Memarsadeghi et al. (13) had a study for the assessment of axillary lymph node metastases of patients with breast carcinoma. They evaluated nonenhanced and Ultrasmall Superparamagnetic Iron Oxide (USPIO) enhanced MRI. They included 22 women with breast carcinoma and concluded that USPIO-enhanced MRI appears to be valuable for assessment of axillary lymph node metastases in patients with breast carcinomas and is superior to nonenhanced MRI.

In Bahri et al.’s (14) study, the angiogenetic characteristics of breast masses and relations of these characteristics with axillary metastases were evaluated. Increased angiogenetic tumor activities can be evaluated by MRI. These activities support growth and metastases of cancer. In breast cancer, it may be hypothesized that a tumor with higher angiogenesis may facilitate the spread of cancer cells, and thus is more likely to show lymph node metastasis and earlier recurrence. In Bahri et al.’s (14) study, 62 patients were evaluated. They found that the lymph node positive group had a stronger washout than the lymph node negative cohort, suggesting that invasive breast cancers with higher angiogenesis are more likely to have positive nodes. Their results were consistent with those of Tuncbilek et al., (15) which showed a correlation between lymph nodes metastasis and washout slope of the primary tumor.

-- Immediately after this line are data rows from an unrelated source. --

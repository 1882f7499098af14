use anyhow::{Context, Result, anyhow};
use directories::ProjectDirs;
use serde::{Deserialize, Serialize};
use std::{
    env, fs,
    path::{Path, PathBuf},
};

use crate::provider::OpenWeatherProvider;

/// Environment variable that overrides the stored API key.
pub const API_KEY_ENV: &str = "WEATHER_API_KEY";

/// Configuration stored on disk.
///
/// Example TOML:
/// ```toml
/// api_key = "..."
/// # endpoint = "https://api.openweathermap.org/data/2.5/weather"
/// ```
#[derive(Debug, Clone, Serialize, Deserialize, Default, PartialEq, Eq)]
pub struct Config {
    pub api_key: Option<String>,

    /// Override for the current-conditions endpoint.
    pub endpoint: Option<String>,
}

impl Config {
    /// Config from the platform config dir; defaults on first run.
    pub fn load() -> Result<Self> {
        Self::load_from(&Self::config_file_path()?)
    }

    pub fn load_from(path: &Path) -> Result<Self> {
        if !path.exists() {
            tracing::debug!(path = %path.display(), "no config file, using defaults");
            return Ok(Self::default());
        }

        let contents = fs::read_to_string(path)
            .with_context(|| format!("Cannot read {}", path.display()))?;

        Self::from_toml(&contents).with_context(|| format!("Invalid config in {}", path.display()))
    }

    pub fn from_toml(contents: &str) -> Result<Self> {
        Ok(toml::from_str(contents)?)
    }

    /// Write to the platform config dir and return the path written.
    pub fn save(&self) -> Result<PathBuf> {
        let path = Self::config_file_path()?;
        self.save_to(&path)?;
        Ok(path)
    }

    pub fn save_to(&self, path: &Path) -> Result<()> {
        if let Some(dir) = path.parent() {
            fs::create_dir_all(dir).with_context(|| format!("Cannot create {}", dir.display()))?;
        }

        let text = toml::to_string_pretty(self).context("Cannot encode config as TOML")?;
        fs::write(path, text).with_context(|| format!("Cannot write {}", path.display()))?;

        tracing::debug!(path = %path.display(), "config saved");
        Ok(())
    }

    /// `<config dir>/weather/config.toml`.
    pub fn config_file_path() -> Result<PathBuf> {
        ProjectDirs::from("dev", "city-weather", "weather")
            .map(|dirs| dirs.config_dir().join("config.toml"))
            .ok_or_else(|| anyhow!("No platform config directory available"))
    }

    pub fn set_api_key(&mut self, api_key: String) {
        self.api_key = Some(api_key.trim().to_string());
    }

    /// API key from `WEATHER_API_KEY`, falling back to the config file.
    pub fn api_key(&self) -> Result<String> {
        self.api_key_with(env::var(API_KEY_ENV).ok())
    }

    fn api_key_with(&self, from_env: Option<String>) -> Result<String> {
        from_env
            .into_iter()
            .chain(self.api_key.clone())
            .map(|key| key.trim().to_string())
            .find(|key| !key.is_empty())
            .ok_or_else(|| {
                anyhow!(
                    "No API key configured.\n\
                     Hint: set {API_KEY_ENV} or run `weather configure` and enter your OpenWeather API key."
                )
            })
    }

    /// Build the provider this configuration describes.
    pub fn provider(&self) -> Result<OpenWeatherProvider> {
        let api_key = self.api_key()?;
        Ok(self.provider_with_key(api_key))
    }

    fn provider_with_key(&self, api_key: String) -> OpenWeatherProvider {
        match &self.endpoint {
            Some(endpoint) => OpenWeatherProvider::with_endpoint(api_key, endpoint.clone()),
            None => OpenWeatherProvider::new(api_key),
        }
    }
}

#[cfg(test)]
mod tests {
    use super::*;
    use crate::provider::openweather::DEFAULT_ENDPOINT;

    #[test]
    fn api_key_errors_when_not_set() {
        let cfg = Config::default();
        let err = cfg.api_key_with(None).unwrap_err();

        let msg = err.to_string();
        assert!(msg.contains("No API key configured"));
        assert!(msg.contains("WEATHER_API_KEY"));
        assert!(msg.contains("Hint: set"));
    }

    #[test]
    fn env_key_overrides_file_key() {
        let mut cfg = Config::default();
        cfg.set_api_key("FILE_KEY".into());

        assert_eq!(cfg.api_key_with(Some("ENV_KEY".into())).unwrap(), "ENV_KEY");
        assert_eq!(cfg.api_key_with(None).unwrap(), "FILE_KEY");
    }

    #[test]
    fn blank_env_key_falls_back_to_file() {
        let mut cfg = Config::default();
        cfg.set_api_key("  FILE_KEY \n".into());

        assert_eq!(cfg.api_key, Some("FILE_KEY".into()));
        assert_eq!(cfg.api_key_with(Some("   ".into())).unwrap(), "FILE_KEY");
    }

    #[test]
    fn parses_toml_with_endpoint_override() {
        let cfg = Config::from_toml(
            r#"
            api_key = "KEY"
            endpoint = "http://localhost:9000/weather"
            "#,
        )
        .expect("valid config");

        assert_eq!(cfg.api_key.as_deref(), Some("KEY"));

        let provider = cfg.provider_with_key("KEY".into());
        assert_eq!(provider.endpoint(), "http://localhost:9000/weather");
    }

    #[test]
    fn empty_toml_is_default() {
        assert_eq!(Config::from_toml("").unwrap(), Config::default());
        assert_eq!(Config::default().provider_with_key("K".into()).endpoint(), DEFAULT_ENDPOINT);
    }

    #[test]
    fn toml_roundtrip() {
        let mut cfg = Config::default();
        cfg.set_api_key("KEY".into());

        let text = toml::to_string_pretty(&cfg).unwrap();
        assert_eq!(Config::from_toml(&text).unwrap(), cfg);
    }

    #[test]
    fn config_path_ends_with_config_toml() {
        if let Ok(path) = Config::config_file_path() {
            assert!(path.ends_with("config.toml"));
        }
    }

    #[test]
    fn save_then_load_from_nested_dir() {
        let dir = tempfile::tempdir().unwrap();
        let path = dir.path().join("nested").join("config.toml");
        let cfg = Config {
            api_key: Some("KEY".into()),
            endpoint: Some("http://localhost:9000/weather".into()),
        };

        cfg.save_to(&path).expect("save should create parent dirs");

        assert_eq!(Config::load_from(&path).unwrap(), cfg);
    }

    #[test]
    fn missing_file_loads_defaults() {
        let dir = tempfile::tempdir().unwrap();

        let cfg = Config::load_from(&dir.path().join("absent.toml")).unwrap();

        assert_eq!(cfg, Config::default());
    }

    #[test]
    fn invalid_file_names_the_path() {
        let dir = tempfile::tempdir().unwrap();
        let path = dir.path().join("config.toml");
        fs::write(&path, "api_key = [").unwrap();

        let err = Config::load_from(&path).unwrap_err();

        assert!(err.to_string().contains("Invalid config in"));
        assert!(err.to_string().contains("config.toml"));
    }
}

However, in these studies of axillary lymph nodes, kinetic curve characteristics have not been determined. In our study we evaluated the kinetic characteristics of axillary lymph nodes. Since kinetic analysis of both benign and malignant axillary lymph nodes have rapid enhancement and washout (type 3) they cannot be used as a discriminator, unlike breast lesions. The enhancement kinetics is not a reliable method of predicting absence of axillary nodal metastases in women with breast cancer, thereby avoiding axillary surgery.

Conclusion

Morphological criteria such as size, shape, loss of fatty hilum, irregular contours indicating extranodal involvement should be kept in the forefront during the evaluation of axillary lymph nodes in breast MRI. When the knowledge of widespread use of sentinel lymph node biopsy and detection of micrometastasis are kept in mind, the accuracy of MRI depending on the kinetic features of the axillary lymph nodes is not high enough to be used in the clinical management of breast cancer patients.

Figure 2.

Figure 2.

Case 2, Malignant, Type 3 Pattern

a. 37-year-old female patient with invasive ductal carcinoma with giant necrotic mass (BIRADS 5), there is a spherical malignant axillary lymph node. The kinetic curve pattern is type 3. b. Another malignant lymph node in the same patient with type 2 kinetic curve pattern

Figure 3.

Figure 3.

Case 3, Malignant Necrotic Lymph Node, Type 3

a. In the axillary region of a 42-year-old female patient with invasive ductal carcinoma (BIRADS 5), there is a malignant lymph node with central necrosis. The dynamic curve pattern obtained from the wall of the lymph node shows type 3 kinetic curve pattern. b. ROI placed in the more central part of the axillary lymph node displays a type 3 kinetic curve pattern with a lower amplitude

Figure 4.

Figure 4.

Case 4, Malignant, Type 1

Invasive ductal carcinoma with multifocal necrotic masses in a 54-year-old female patient (BIRADS 5) a. T1W, fat saturated post-contrast, b. Subtraction images. c. The malignant axillary lymph nodes show type 1 kinetic curve patterns

Footnotes

This manuscript was presented and published in abstract form in the 31stNational Radiology Congress

Conflict of Interest

No conflict of interest was declared by the authors.